Peroxisome proliferator-activated receptor β regulates acyl-CoA synthetase 2 in reaggregated rat brain cell cultures

Peroxisome proliferator-activated receptors (PPARs) are nuclear hormone receptors that regulate the expression of many genes involved in lipid metabolism. The biological roles of PPAR alpha and PPAR gamma are relatively well understood, but little is known about the function of PPAR beta. To address this question, and because PPAR beta is expressed to a high level in the developing brain, we used reaggregated brain cell cultures prepared from dissociated fetal rat telencephalon as experimental model. In these primary cultures, the fetal cells initially form random aggregates, which progressively acquire a tissue-specific pattern resembling that of the brain. PPARs are differentially expressed in these aggregates, with PPAR beta being the prevalent isotype. PPAR alpha is present at a very low level, and PPAR gamma is absent.
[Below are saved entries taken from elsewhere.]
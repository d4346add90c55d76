/// Similarity ratio between two strings as an integer percentage.
///
/// The ratio is the normalised indel distance: `2 * lcs / (len(a) + len(b))`, where `lcs` is
/// the length of the longest common subsequence, scaled to `0..=100` and rounded half to even.
/// Identical strings score 100; an empty input scores 0.
pub fn ratio(a: &str, b: &str) -> u8 {
  let a: Vec<char> = a.chars().collect();
  let b: Vec<char> = b.chars().collect();
  let total = a.len() + b.len();
  if a.is_empty() || b.is_empty() {
    return 0;
  }

  let lcs = longest_common_subsequence(&a, &b);
  ((200 * lcs) as f64 / total as f64).round_ties_even() as u8
}

fn longest_common_subsequence(a: &[char], b: &[char]) -> usize {
  let mut previous = vec![0usize; b.len() + 1];
  let mut current = vec![0usize; b.len() + 1];

  for &left in a {
    for (j, &right) in b.iter().enumerate() {
      current[j + 1] = if left == right {
        previous[j] + 1
      } else {
        current[j].max(previous[j + 1])
      };
    }
    std::mem::swap(&mut previous, &mut current);
  }

  previous[b.len()]
}

#[cfg(test)]
mod tests {
  use super::ratio;

  #[test]
  fn identical_strings_score_full_marks() {
    assert_eq!(ratio("ashe_q.png", "ashe_q.png"), 100);
  }

  #[test]
  fn empty_inputs_score_zero() {
    assert_eq!(ratio("", "ashe_q.png"), 0);
    assert_eq!(ratio("ashe_q.png", ""), 0);
  }

  #[test]
  fn disjoint_strings_score_zero() {
    assert_eq!(ratio("abc", "xyz"), 0);
  }

  #[test]
  fn partial_overlap_is_proportional() {
    // lcs("abcd", "abxd") = 3 -> 6 / 8
    assert_eq!(ratio("abcd", "abxd"), 75);
    // lcs("ahri_q.png", "ahri_w.png") = 9 -> 18 / 20
    assert_eq!(ratio("ahri_q.png", "ahri_w.png"), 90);
  }

  #[test]
  fn halfway_ratios_round_to_even() {
    // lcs = 5 -> 10 / 16 = 62.5
    assert_eq!(ratio("abcdefgh", "abcdexyz"), 62);
    // lcs = 2 -> 4 / 5 = 80.0
    assert_eq!(ratio("ab", "abc"), 80);
  }

  #[test]
  fn ratio_is_symmetric() {
    assert_eq!(ratio("gnar_e.png", "gnarbig_e.png"), ratio("gnarbig_e.png", "gnar_e.png"));
  }
}
#![doc = include_str!("../README.md")]
#![warn(missing_docs)]

pub mod config;
pub mod generation;
pub mod icons;
pub mod models;
pub mod updater;
pub mod version;

pub use config::UpdaterConfig;
pub use generation::{CommandGenerationJob, DataGenerationJob};
pub use icons::{IconResolver, resolve};
pub use models::{AbilityKey, AbilityRef, MatchResult, UpdateOutcome, VersionCheck, VersionRecord};
pub use updater::{DefaultCollaborators, PatchUpdater};
pub use version::{DataDragonVersions, PatchVersionProvider, VersionStore, VersionStoreError};
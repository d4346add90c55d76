//! Exception-first, fuzzy-second icon resolution.

use tracing::debug;

use crate::config::UpdaterConfig;
use crate::icons::exceptions::match_exception;
use crate::icons::guesses::generate_guesses;
use crate::icons::similarity::ratio;
use crate::icons::urls::{asset_icon_url, basename, cdn_fallback_url};
use crate::models::{AbilityRef, MatchResult};

/// Best (candidate, guess) pair found by the fuzzy pass.
#[derive(Debug, Clone, PartialEq, Eq)]
pub struct FuzzyMatch {
  /// Candidate basename with its original casing.
  pub filename: String,
  /// Guess that produced the score.
  pub guess: String,
  /// Similarity ratio in `0..=100`.
  pub score: u8,
}

/// Score every generated guess against every candidate and keep the single best pair.
///
/// Only strictly greater scores replace the current best, so ties keep the pair found first.
/// Returns `None` when there are no candidates.
pub fn best_fuzzy_match<S: AsRef<str>>(ability: &AbilityRef, candidates: &[S]) -> Option<FuzzyMatch> {
  let names: Vec<(&str, String)> = candidates
    .iter()
    .map(|candidate| {
      let name = basename(candidate.as_ref());
      (name, name.to_lowercase())
    })
    .collect();

  let mut best: Option<FuzzyMatch> = None;
  for guess in generate_guesses(ability) {
    for (name, lowered) in &names {
      let score = ratio(&guess.filename, lowered);
      if best.as_ref().is_none_or(|current| score > current.score) {
        best = Some(FuzzyMatch {
          filename: (*name).to_string(),
          guess: guess.filename.clone(),
          score,
        });
      }
    }
  }
  best
}

/// Maps ability metadata onto icon URLs on the configured hosts.
#[derive(Debug, Clone)]
pub struct IconResolver {
  asset_host: String,
  cdn_host: String,
  match_threshold: u8,
}

impl Default for IconResolver {
  fn default() -> Self {
    Self::from_config(&UpdaterConfig::default())
  }
}

impl IconResolver {
  /// Build a resolver using the hosts and threshold of `config`.
  pub fn from_config(config: &UpdaterConfig) -> Self {
    Self {
      asset_host: config.asset_host.clone(),
      cdn_host: config.cdn_host.clone(),
      match_threshold: config.match_threshold,
    }
  }

  /// Resolve the icon of `ability` among the filenames listed for its champion.
  ///
  /// Exact exception-table hits win with confidence 1.0. Otherwise the best fuzzy match is used
  /// when its score exceeds the threshold; failing that the CDN fallback URL is returned and
  /// `confidence` carries the best score seen so callers can report weak champions.
  pub fn resolve<S: AsRef<str>>(&self, ability: &AbilityRef, candidates: &[S]) -> MatchResult {
    if let Some(filename) = match_exception(ability, candidates) {
      debug!(
        champion = %ability.champion_key,
        key = %ability.ability_key,
        filename,
        "matched exception pattern"
      );
      return self.matched(ability, filename, 1.0);
    }

    let fuzzy = best_fuzzy_match(ability, candidates);
    match fuzzy {
      Some(found) if found.score > self.match_threshold => {
        debug!(
          champion = %ability.champion_key,
          key = %ability.ability_key,
          filename = %found.filename,
          guess = %found.guess,
          score = found.score,
          "matched fuzzy guess"
        );
        self.matched(ability, &found.filename, f64::from(found.score) / 100.0)
      }
      other => {
        let score = other.map_or(0, |found| found.score);
        debug!(
          champion = %ability.champion_key,
          key = %ability.ability_key,
          score,
          "no icon match, using CDN fallback"
        );
        MatchResult {
          filename: None,
          confidence: f64::from(score) / 100.0,
          resolved_url: cdn_fallback_url(&self.cdn_host, &ability.champion_key, ability.ability_key),
        }
      }
    }
  }

  fn matched(&self, ability: &AbilityRef, filename: &str, confidence: f64) -> MatchResult {
    MatchResult {
      filename: Some(filename.to_string()),
      confidence,
      resolved_url: asset_icon_url(&self.asset_host, &ability.champion_key, filename),
    }
  }
}

/// Resolve against the public CommunityDragon hosts with the default threshold.
pub fn resolve<S: AsRef<str>>(ability: &AbilityRef, candidates: &[S]) -> MatchResult {
  IconResolver::default().resolve(ability, candidates)
}

#[cfg(test)]
mod tests {
  use super::*;
  use crate::models::AbilityKey;

  const ASSET_PREFIX: &str = "https://raw.communitydragon.org/latest/game/assets/characters";

  #[test]
  fn riven_ultimate_uses_exception_filename() {
    let ability = AbilityRef::new("Riven", AbilityKey::R, 0, "Blade of the Exile");
    let candidates = ["riven_q.png", "rivenbladeoftheexile.png", "rivenwindscar.png"];

    let result = resolve(&ability, &candidates);
    assert_eq!(result.filename.as_deref(), Some("rivenbladeoftheexile.png"));
    assert_eq!(result.confidence, 1.0);
    assert_eq!(
      result.resolved_url,
      format!("{ASSET_PREFIX}/riven/hud/icons2d/rivenbladeoftheexile.png")
    );
  }

  #[test]
  fn gnar_mega_form_matches_exactly() {
    let ability = AbilityRef::new("Gnar", AbilityKey::E, 0, "Hop");
    let result = resolve(&ability, &["gnarbig_e.png", "other.png"]);

    assert_eq!(result.filename.as_deref(), Some("gnarbig_e.png"));
    assert_eq!(result.confidence, 1.0);
    assert!(result.resolved_url.ends_with("/gnar/hud/icons2d/gnarbig_e.png"));
  }

  #[test]
  fn every_exception_champion_resolves_its_irregular_filename() {
    let cases = [
      ("Hwei", AbilityKey::Q, 0, "hweiqw.png"),
      ("Heimerdinger", AbilityKey::Q, 1, "heimerdinger_q1.png"),
      ("Elise", AbilityKey::W, 0, "elisespiderw.png"),
      ("AurelionSol", AbilityKey::R, 2, "aurelionsolr2.png"),
      ("Khazix", AbilityKey::E, 0, "khazix_e_red.png"),
      ("Rell", AbilityKey::W, 0, "rellmount.png"),
      ("TahmKench", AbilityKey::R, 0, "tahmkenchwrapper.png"),
      ("Yorick", AbilityKey::Q, 0, "yorick_q2.png"),
    ];

    for (champion, key, index, filename) in cases {
      let ability = AbilityRef::new(champion, key, index, "Irrelevant Name");
      let result = resolve(&ability, &["unrelated.png", filename]);
      assert_eq!(result.filename.as_deref(), Some(filename), "{champion}");
      assert_eq!(result.confidence, 1.0, "{champion}");
      assert_eq!(
        result.resolved_url,
        format!(
          "{ASSET_PREFIX}/{}/hud/icons2d/{filename}",
          champion.to_lowercase()
        )
      );
    }
  }

  #[test]
  fn generic_pass_finds_champion_key_filenames() {
    let ability = AbilityRef::new("Ashe", AbilityKey::Q, 0, "Frost Shot");
    let result = resolve(&ability, &["ashe_q.png"]);

    assert_eq!(result.filename.as_deref(), Some("ashe_q.png"));
    assert_eq!(result.confidence, 1.0);
    assert_eq!(result.resolved_url, format!("{ASSET_PREFIX}/ashe/hud/icons2d/ashe_q.png"));
  }

  #[test]
  fn generic_pass_scores_exact_champion_ability_name_at_100() {
    let ability = AbilityRef::new("Lux", AbilityKey::E, 0, "Lucent Singularity");
    let candidates = ["lux_q.png", "lux_lucentsingularity.png", "lux_passive.png"];

    let found = best_fuzzy_match(&ability, &candidates).expect("candidates are present");
    assert_eq!(found.filename, "lux_lucentsingularity.png");
    assert_eq!(found.score, 100);
  }

  #[test]
  fn empty_candidates_fall_back_to_cdn() {
    let ability = AbilityRef::new("Ashe", AbilityKey::W, 0, "Volley");
    let result = resolve::<&str>(&ability, &[]);

    assert_eq!(result.filename, None);
    assert_eq!(result.confidence, 0.0);
    assert_eq!(
      result.resolved_url,
      "https://cdn.communitydragon.org/latest/champion/Ashe/ability-icon/W"
    );
  }

  #[test]
  fn weak_matches_fall_back_to_cdn() {
    let ability = AbilityRef::new("Ashe", AbilityKey::W, 0, "Volley");
    let result = resolve(&ability, &["zzzzzzzzzzzzzzzzzzzzzzzzzzzz.dds"]);

    assert!(!result.is_matched());
    assert!(result.confidence <= 0.5);
    assert!(result.resolved_url.ends_with("/champion/Ashe/ability-icon/W"));
  }

  #[test]
  fn exception_champion_without_hit_uses_generic_pass() {
    let ability = AbilityRef::new("Riven", AbilityKey::Q, 0, "Broken Wings");
    let result = resolve(&ability, &["riven_q.png", "rivenbladeoftheexile.png"]);

    assert_eq!(result.filename.as_deref(), Some("riven_q.png"));
    assert_eq!(result.confidence, 1.0);
  }

  #[test]
  fn matching_ignores_case() {
    let ability = AbilityRef::new("Ahri", AbilityKey::Q, 0, "Orb of Deception");
    let upper = resolve(&ability, &["Ahri_Q.PNG"]);
    let lower = resolve(&ability, &["ahri_q.png"]);

    assert_eq!(upper.confidence, lower.confidence);
    assert_eq!(upper.filename.as_deref(), Some("Ahri_Q.PNG"));
    assert_eq!(lower.filename.as_deref(), Some("ahri_q.png"));
  }

  #[test]
  fn ties_keep_first_candidate() {
    let ability = AbilityRef::new("Ahri", AbilityKey::Q, 0, "Orb of Deception");
    let found = best_fuzzy_match(&ability, &["ahri_q.png", "AHRI_Q.png"]).unwrap();
    assert_eq!(found.filename, "ahri_q.png");

    let found = best_fuzzy_match(&ability, &["AHRI_Q.png", "ahri_q.png"]).unwrap();
    assert_eq!(found.filename, "AHRI_Q.png");
  }

  #[test]
  fn resolution_is_idempotent() {
    let ability = AbilityRef::new("Lux", AbilityKey::R, 0, "Final Spark");
    let candidates = vec!["lux_r.png".to_string(), "lux_q.png".to_string()];
    assert_eq!(resolve(&ability, &candidates), resolve(&ability, &candidates));
  }

  #[test]
  fn threshold_is_configurable() {
    let config = UpdaterConfig {
      match_threshold: 100,
      ..UpdaterConfig::default()
    };
    let resolver = IconResolver::from_config(&config);
    let ability = AbilityRef::new("Ashe", AbilityKey::Q, 0, "Frost Shot");

    let result = resolver.resolve(&ability, &["ashe_q.png"]);
    assert!(!result.is_matched());
    assert_eq!(result.confidence, 1.0);
  }
}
Cell type-specific expression analyses revealed that PPAR beta is ubiquitous and most abundant in some neurons, whereas PPARa is predominantly astrocytic. We chose acyl-CoA synthetases (ACSs) 1, 2, and 3 as potential target genes of PPAR beta and first analyzed their temporal and cell type-specific pattern. This analysis indicated that ACS2 and PPAR beta mRNAs have overlapping expression patterns, thus designating the ACS2 gene as a putative target of PPAR beta. Using a selective PPAR beta activator, we found that the ACS2 gene is transcriptionally regulated by PPARP beta, demonstrating a role for PPAR beta in brain lipid metabolism.